1. Season1 hero (18.02. -24.03.2021)
What I am doing in my code snippet is extracting the start date & end date from the campaign column and as you see, start date doesn't have a year. I am adding the year by checking the month value.
import pandas as pd
import re
import datetime
# read csv file
df = pd.read_csv("report.csv")
# extract start and end dates from the 'Campaign' column
dates = df['Campaign'].str.extract(r'(\d+\.\d+)\.\s*-\s*(\d+\.\d+\.\d+)')
df['start_date'] = dates[0]
df['end_date'] = dates[1]
# convert start and end dates to datetime format
df['start_date'] = pd.to_datetime(df['start_date'], format='%d.%m')
df['end_date'] = pd.to_datetime(df['end_date'], format='%d.%m.%Y')
# Add year to start date
for index, row in df.iterrows():
if pd.isna(row["start_date"]) or pd.isna(row["end_date"]):
continue
start_month = row["start_date"].month
end_month = row["end_date"].month
year = row["end_date"].year
if start_month > end_month:
year = year - 1
dates_str = str(row["start_date"].strftime("%d.%m")) + "." + str(year)
df.at[index, "start_date"] = pd.to_datetime(dates_str, format="%d.%m.%Y")
dates_str = str(row["end_date"].strftime("%d.%m")) + "." + str(row["end_date"].year)
df.at[index, "end_date"] = pd.to_datetime(dates_str, format="%d.%m.%Y")
but, I have multiple different column values where my regex fail and I receive nan values, for example
1. Sales is on (30.12.21-12.01.2022)
2. Sn 2 Fol CAMPAIGN A (24.03-30.03.2023)
3. M SALE (19.04 - 04.05.2022)
4. NEW SALE (29.12.2022-11.01.2023)
5. Year End (18.12. - 12.01.2023)
6. XMAS 1 - THE TRIBE CELEBRATES XMAS (18.11.-08.12.2021) (gifting communities)
Year End (18.12. - 12.01.2023)
in all the above 4 example, my date format is completely different.
expected output
start date end date
2021-12-30 2022-01-22
2023-03-24 2023-03-30
2022-04-19 2022-05-04
2022-12-29 2023-01-11
2022-18-12 2023-01-12
2021-11-18 2021-12-08
Can someone please help me here?

Since the datetimes in the data don't have a fixed format (some are dd.mm.yy, some are dd.mm.YYYY), it might be better if we apply a custom parser function that uses try-except.

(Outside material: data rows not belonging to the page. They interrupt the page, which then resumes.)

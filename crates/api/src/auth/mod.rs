//! Authentication primitives and the session lifecycle.
//!
//! - [`jwt`] -- access-token signing/verification and token configuration.
//! - [`password`] -- Argon2id password hashing and verification.
//! - [`lifecycle`] -- signup/signin issuance, refresh rotation, logout revocation.
//! - [`guard`] -- per-request access-token and session validation.

pub mod guard;
pub mod jwt;
pub mod lifecycle;
pub mod password;
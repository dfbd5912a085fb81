//! Argon2id password hashing and verification.
//!
//! Hashes use a random salt from [`OsRng`] and are stored in PHC string
//! format, so algorithm parameters travel with the hash.

use argon2::password_hash::rand_core::OsRng;
use argon2::password_hash::{PasswordHash, PasswordHasher, PasswordVerifier, SaltString};
use argon2::Argon2;

/// Hash a plaintext password using Argon2id with a random salt.
pub fn hash_password(password: &str) -> Result<String, argon2::password_hash::Error> {
    let salt = SaltString::generate(&mut OsRng);
    let hash = Argon2::default().hash_password(password.as_bytes(), &salt)?;
    Ok(hash.to_string())
}

/// Verify a plaintext password against a stored PHC-formatted hash.
///
/// Returns `Ok(false)` on mismatch; `Err` only for an unparseable hash.
pub fn verify_password(password: &str, hash: &str) -> Result<bool, argon2::password_hash::Error> {
    let parsed_hash = PasswordHash::new(hash)?;
    match Argon2::default().verify_password(password.as_bytes(), &parsed_hash) {
        Ok(()) => Ok(true),
        Err(argon2::password_hash::Error::Password) => Ok(false),
        Err(e) => Err(e),
    }
}

#[cfg(test)]
mod tests {
    use super::*;

    #[test]
    fn hash_and_verify() {
        let hash = hash_password("secret1").expect("hashing should succeed");
        assert!(hash.starts_with("$argon2id$"), "expected argon2id PHC prefix");
        assert!(verify_password("secret1", &hash).expect("verify should succeed"));
    }

    #[test]
    fn wrong_password_fails() {
        let hash = hash_password("real-password").expect("hashing should succeed");
        assert!(!verify_password("wrong-password", &hash).expect("verify should succeed"));
    }

    #[test]
    fn same_password_hashes_differently() {
        let a = hash_password("secret1").unwrap();
        let b = hash_password("secret1").unwrap();
        assert_ne!(a, b, "salts must differ");
    }

    #[test]
    fn malformed_hash_is_an_error() {
        assert!(verify_password("secret1", "not-a-phc-string").is_err());
    }
}
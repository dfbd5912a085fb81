//! Storage capabilities consumed by the session lifecycle and the auth guard.
//!
//! Both traits are object safe and used as `Arc<dyn _>`, so the lifecycle
//! runs unchanged against PostgreSQL (`filegate_db::PgStore`) or the
//! in-process [`MemoryStore`]. Every lookup is an exact match.

mod memory;

pub use memory::MemoryStore;

use async_trait::async_trait;

use crate::session::{NewSession, Session, SessionTokens};
use crate::types::SessionId;
use crate::user::{NewUser, User};

/// Failure reported by a storage backend.
#[derive(Debug, thiserror::Error)]
pub enum StoreError {
    /// A unique key already exists (e.g. a second signup for the same id).
    #[error("Duplicate key: {0}")]
    Duplicate(String),

    #[error("Storage backend error: {0}")]
    Backend(String),
}

/// Durable user records.
#[async_trait]
pub trait UserStore: Send + Sync {
    /// Insert a user. Fails with [`StoreError::Duplicate`] if the id is taken.
    async fn create_user(&self, user: &NewUser) -> Result<User, StoreError>;

    async fn find_user(&self, id: &str) -> Result<Option<User>, StoreError>;
}

/// Durable session records; the single source of truth for session validity.
#[async_trait]
pub trait SessionStore: Send + Sync {
    /// Insert a new session row and return its id.
    async fn create(&self, session: &NewSession) -> Result<SessionId, StoreError>;

    /// Find an active session whose current refresh digest equals `digest`.
    async fn find_by_refresh_digest(&self, digest: &str) -> Result<Option<Session>, StoreError>;

    /// Find an active session by id.
    async fn find_by_session_id(&self, id: SessionId) -> Result<Option<Session>, StoreError>;

    /// Overwrite both digests and both expiries. Returns `false` if no row matched.
    async fn update(&self, id: SessionId, tokens: &SessionTokens) -> Result<bool, StoreError>;

    /// Like [`SessionStore::update`], but only while the stored refresh digest
    /// still equals `expected_refresh_digest`.
    ///
    /// Returns `false` when another rotation already replaced it, which makes
    /// each refresh token usable exactly once even under concurrent refreshes.
    async fn rotate(
        &self,
        id: SessionId,
        expected_refresh_digest: &str,
        tokens: &SessionTokens,
    ) -> Result<bool, StoreError>;

    /// Delete exactly one session, scoped to its owner. Returns `false` if
    /// nothing was deleted.
    async fn delete_by_session_id_and_owner(
        &self,
        id: SessionId,
        user_id: &str,
    ) -> Result<bool, StoreError>;

    /// Purge sessions whose refresh expiry has passed. Returns the count removed.
    async fn delete_expired(&self) -> Result<u64, StoreError>;

    /// Cheap liveness probe for health checks.
    async fn health_check(&self) -> Result<(), StoreError>;
}
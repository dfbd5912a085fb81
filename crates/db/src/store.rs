//! [`PgStore`]: the PostgreSQL implementation of the storage traits.

use async_trait::async_trait;
use filegate_core::session::{NewSession, Session, SessionTokens};
use filegate_core::store::{SessionStore, StoreError, UserStore};
use filegate_core::types::SessionId;
use filegate_core::user::{NewUser, User};

use crate::repositories::{SessionRepo, UserRepo};
use crate::DbPool;

/// PostgreSQL unique constraint violation.
const UNIQUE_VIOLATION: &str = "23505";

/// Users and sessions stored in PostgreSQL.
#[derive(Debug, Clone)]
pub struct PgStore {
    pool: DbPool,
}

impl PgStore {
    pub fn new(pool: DbPool) -> Self {
        Self { pool }
    }

    pub fn pool(&self) -> &DbPool {
        &self.pool
    }
}

/// Classify a sqlx error: unique violations become [`StoreError::Duplicate`],
/// everything else is a backend failure.
fn store_error(err: sqlx::Error) -> StoreError {
    if let sqlx::Error::Database(db_err) = &err {
        if db_err.code().as_deref() == Some(UNIQUE_VIOLATION) {
            let constraint = db_err.constraint().unwrap_or("unknown").to_string();
            return StoreError::Duplicate(constraint);
        }
    }
    tracing::error!(error = %err, "Database error");
    StoreError::Backend(err.to_string())
}

#[async_trait]
impl UserStore for PgStore {
    async fn create_user(&self, user: &NewUser) -> Result<User, StoreError> {
        UserRepo::create(&self.pool, &user.id, &user.password_hash)
            .await
            .map(User::from)
            .map_err(store_error)
    }

    async fn find_user(&self, id: &str) -> Result<Option<User>, StoreError> {
        UserRepo::find_by_id(&self.pool, id)
            .await
            .map(|row| row.map(User::from))
            .map_err(store_error)
    }
}

#[async_trait]
impl SessionStore for PgStore {
    async fn create(&self, session: &NewSession) -> Result<SessionId, StoreError> {
        SessionRepo::create(&self.pool, session)
            .await
            .map_err(store_error)
    }

    async fn find_by_refresh_digest(&self, digest: &str) -> Result<Option<Session>, StoreError> {
        SessionRepo::find_by_refresh_token_hash(&self.pool, digest)
            .await
            .map(|row| row.map(Session::from))
            .map_err(store_error)
    }

    async fn find_by_session_id(&self, id: SessionId) -> Result<Option<Session>, StoreError> {
        SessionRepo::find_by_id(&self.pool, id)
            .await
            .map(|row| row.map(Session::from))
            .map_err(store_error)
    }

    async fn update(&self, id: SessionId, tokens: &SessionTokens) -> Result<bool, StoreError> {
        SessionRepo::update_tokens(&self.pool, id, tokens)
            .await
            .map_err(store_error)
    }

    async fn rotate(
        &self,
        id: SessionId,
        expected_refresh_digest: &str,
        tokens: &SessionTokens,
    ) -> Result<bool, StoreError> {
        SessionRepo::rotate_tokens(&self.pool, id, expected_refresh_digest, tokens)
            .await
            .map_err(store_error)
    }

    async fn delete_by_session_id_and_owner(
        &self,
        id: SessionId,
        user_id: &str,
    ) -> Result<bool, StoreError> {
        SessionRepo::delete_for_owner(&self.pool, id, user_id)
            .await
            .map_err(store_error)
    }

    async fn delete_expired(&self) -> Result<u64, StoreError> {
        SessionRepo::cleanup_expired(&self.pool)
            .await
            .map_err(store_error)
    }

    async fn health_check(&self) -> Result<(), StoreError> {
        crate::health_check(&self.pool).await.map_err(store_error)
    }
}
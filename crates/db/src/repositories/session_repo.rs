//! Repository for the `sessions` table.

use filegate_core::session::{NewSession, SessionTokens};
use filegate_core::types::SessionId;
use sqlx::PgPool;

use crate::models::session::SessionRow;

/// Column list shared across queries to avoid repetition.
const COLUMNS: &str = "session_id, user_id, access_token_hash, refresh_token_hash, \
                        access_expires_at, refresh_expires_at, is_active, \
                        device_info, ip_address, created_at, last_activity";

/// Provides the session queries used by the lifecycle, the guard, and the sweep.
pub struct SessionRepo;

impl SessionRepo {
    /// Insert a new session with a caller-allocated id, returning that id.
    pub async fn create(pool: &PgPool, input: &NewSession) -> Result<SessionId, sqlx::Error> {
        sqlx::query_scalar::<_, SessionId>(
            "INSERT INTO sessions
                (session_id, user_id, access_token_hash, refresh_token_hash,
                 access_expires_at, refresh_expires_at, device_info, ip_address)
             VALUES ($1, $2, $3, $4, $5, $6, $7, $8)
             RETURNING session_id",
        )
        .bind(input.session_id)
        .bind(&input.user_id)
        .bind(&input.access_token_hash)
        .bind(&input.refresh_token_hash)
        .bind(input.access_expires_at)
        .bind(input.refresh_expires_at)
        .bind(&input.device_info)
        .bind(&input.ip_address)
        .fetch_one(pool)
        .await
    }

    /// Find an active session by its current refresh token hash.
    ///
    /// Expiry is not filtered here; the caller compares `refresh_expires_at`
    /// so an expired token is reported as such.
    pub async fn find_by_refresh_token_hash(
        pool: &PgPool,
        hash: &str,
    ) -> Result<Option<SessionRow>, sqlx::Error> {
        let query = format!(
            "SELECT {COLUMNS} FROM sessions
             WHERE refresh_token_hash = $1
               AND is_active = TRUE"
        );
        sqlx::query_as::<_, SessionRow>(&query)
            .bind(hash)
            .fetch_optional(pool)
            .await
    }

    /// Find an active session by id.
    pub async fn find_by_id(pool: &PgPool, id: SessionId) -> Result<Option<SessionRow>, sqlx::Error> {
        let query = format!(
            "SELECT {COLUMNS} FROM sessions
             WHERE session_id = $1
               AND is_active = TRUE"
        );
        sqlx::query_as::<_, SessionRow>(&query)
            .bind(id)
            .fetch_optional(pool)
            .await
    }

    /// Overwrite both token hashes and expiries. Returns `true` if the row was updated.
    pub async fn update_tokens(
        pool: &PgPool,
        id: SessionId,
        tokens: &SessionTokens,
    ) -> Result<bool, sqlx::Error> {
        let result = sqlx::query(
            "UPDATE sessions
             SET access_token_hash = $2,
                 refresh_token_hash = $3,
                 access_expires_at = $4,
                 refresh_expires_at = $5,
                 last_activity = NOW()
             WHERE session_id = $1",
        )
        .bind(id)
        .bind(&tokens.access_token_hash)
        .bind(&tokens.refresh_token_hash)
        .bind(tokens.access_expires_at)
        .bind(tokens.refresh_expires_at)
        .execute(pool)
        .await?;
        Ok(result.rows_affected() > 0)
    }

    /// Replace the token pair only if the stored refresh hash is still
    /// `expected_refresh_hash`. Returns `false` if a concurrent rotation won.
    pub async fn rotate_tokens(
        pool: &PgPool,
        id: SessionId,
        expected_refresh_hash: &str,
        tokens: &SessionTokens,
    ) -> Result<bool, sqlx::Error> {
        let result = sqlx::query(
            "UPDATE sessions
             SET access_token_hash = $3,
                 refresh_token_hash = $4,
                 access_expires_at = $5,
                 refresh_expires_at = $6,
                 last_activity = NOW()
             WHERE session_id = $1
               AND refresh_token_hash = $2
               AND is_active = TRUE",
        )
        .bind(id)
        .bind(expected_refresh_hash)
        .bind(&tokens.access_token_hash)
        .bind(&tokens.refresh_token_hash)
        .bind(tokens.access_expires_at)
        .bind(tokens.refresh_expires_at)
        .execute(pool)
        .await?;
        Ok(result.rows_affected() > 0)
    }

    /// Delete one session owned by `user_id`. Returns `true` if a row was deleted.
    pub async fn delete_for_owner(
        pool: &PgPool,
        id: SessionId,
        user_id: &str,
    ) -> Result<bool, sqlx::Error> {
        let result = sqlx::query("DELETE FROM sessions WHERE session_id = $1 AND user_id = $2")
            .bind(id)
            .bind(user_id)
            .execute(pool)
            .await?;
        Ok(result.rows_affected() > 0)
    }

    /// Delete sessions whose refresh token has expired. Returns the count of deleted rows.
    pub async fn cleanup_expired(pool: &PgPool) -> Result<u64, sqlx::Error> {
        let result = sqlx::query("DELETE FROM sessions WHERE refresh_expires_at < NOW()")
            .execute(pool)
            .await?;
        Ok(result.rows_affected())
    }
}
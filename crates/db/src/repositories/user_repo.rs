//! Repository for the `users` table.

use sqlx::PgPool;

use crate::models::user::UserRow;

/// Column list shared across queries to avoid repetition.
const COLUMNS: &str = "id, password_hash, created_at";

/// Provides insert and lookup for users.
pub struct UserRepo;

impl UserRepo {
    /// Insert a new user, returning the created row.
    ///
    /// A duplicate id surfaces as a unique violation (`23505`) on `users_pkey`.
    pub async fn create(
        pool: &PgPool,
        id: &str,
        password_hash: &str,
    ) -> Result<UserRow, sqlx::Error> {
        let query = format!(
            "INSERT INTO users (id, password_hash)
             VALUES ($1, $2)
             RETURNING {COLUMNS}"
        );
        sqlx::query_as::<_, UserRow>(&query)
            .bind(id)
            .bind(password_hash)
            .fetch_one(pool)
            .await
    }

    /// Find a user by id (exact match).
    pub async fn find_by_id(pool: &PgPool, id: &str) -> Result<Option<UserRow>, sqlx::Error> {
        let query = format!("SELECT {COLUMNS} FROM users WHERE id = $1");
        sqlx::query_as::<_, UserRow>(&query)
            .bind(id)
            .fetch_optional(pool)
            .await
    }
}
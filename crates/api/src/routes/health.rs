use axum::extract::State;
use axum::http::StatusCode;
use axum::{routing::get, Json, Router};
use serde::Serialize;

use crate::state::AppState;

/// Health check response payload.
#[derive(Serialize)]
pub struct HealthResponse {
    /// Overall service status.
    pub status: &'static str,
    /// Crate version from Cargo.toml.
    pub version: &'static str,
    /// Session store reachability.
    pub database: &'static str,
}

/// GET /health -- 200 when the session store answers, 503 otherwise.
async fn health_check(State(state): State<AppState>) -> (StatusCode, Json<HealthResponse>) {
    match state.sessions.health_check().await {
        Ok(()) => (
            StatusCode::OK,
            Json(HealthResponse {
                status: "ok",
                version: env!("CARGO_PKG_VERSION"),
                database: "connected",
            }),
        ),
        Err(e) => {
            tracing::error!(error = %e, "Health check: session store unreachable");
            (
                StatusCode::SERVICE_UNAVAILABLE,
                Json(HealthResponse {
                    status: "degraded",
                    version: env!("CARGO_PKG_VERSION"),
                    database: "disconnected",
                }),
            )
        }
    }
}

pub fn router() -> Router<AppState> {
    Router::new().route("/health", get(health_check))
}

We can certainly do two conversions using pd.to_datetime and choose values using np.where etc. but it might not save any time given we need to do a lot of string manipulations beforehand.
To append the missing years for some rows, since pandas string methods are not optimized and as we'll need a few of them, (str.count(), str.cat() etc.) it's probably better to use Python string methods in a loop implementation instead.
Also, iterrows() is incredibly slow, so it's much faster if you use a python loop instead.
pd.to_datetime converts each element into datetime.datetime objects anyways, so we can use datetime.strptime from the built-in module to perform the conversions.
from datetime import datetime
def datetime_parser(date, end_date=None):
# remove space around dates
date = date.strip()
# if the start date doesn't have year, append it from the end date
dmy = date.split('.')
if end_date and len(dmy) == 2:
date = f"{date}.{end_date.rsplit('.', 1)[1]}"
elif end_date and not dmy[-1]:
edmy = end_date.split('.')
if int(dmy[1]) > int(edmy[1]):
date = f"{date}{int(edmy[-1])-1}"
else:
date = f"{date}{edmy[-1]}"
try:
# try 'dd.mm.YYYY' format (e.g. 29.12.2022) first
return datetime.strptime(date, '%d.%m.%Y')
except ValueError:
# try 'dd.mm.yy' format (e.g. 30.12.21) if the above doesn't work out
return datetime.strptime(date, '%d.%m.%y')
# extract dates into 2 columns (tentatively start and end dates)
splits = df['Campaign'].str.extract(r"\((.*?)-(.*?)\)").values.tolist()
# parse the dates
df[['start_date', 'end_date']] = [[datetime_parser(start, end), datetime_parser(end)] for start, end in splits]
# find difference
df['days_between_start_and_end_date'] = df['end_date'] - df['start_date']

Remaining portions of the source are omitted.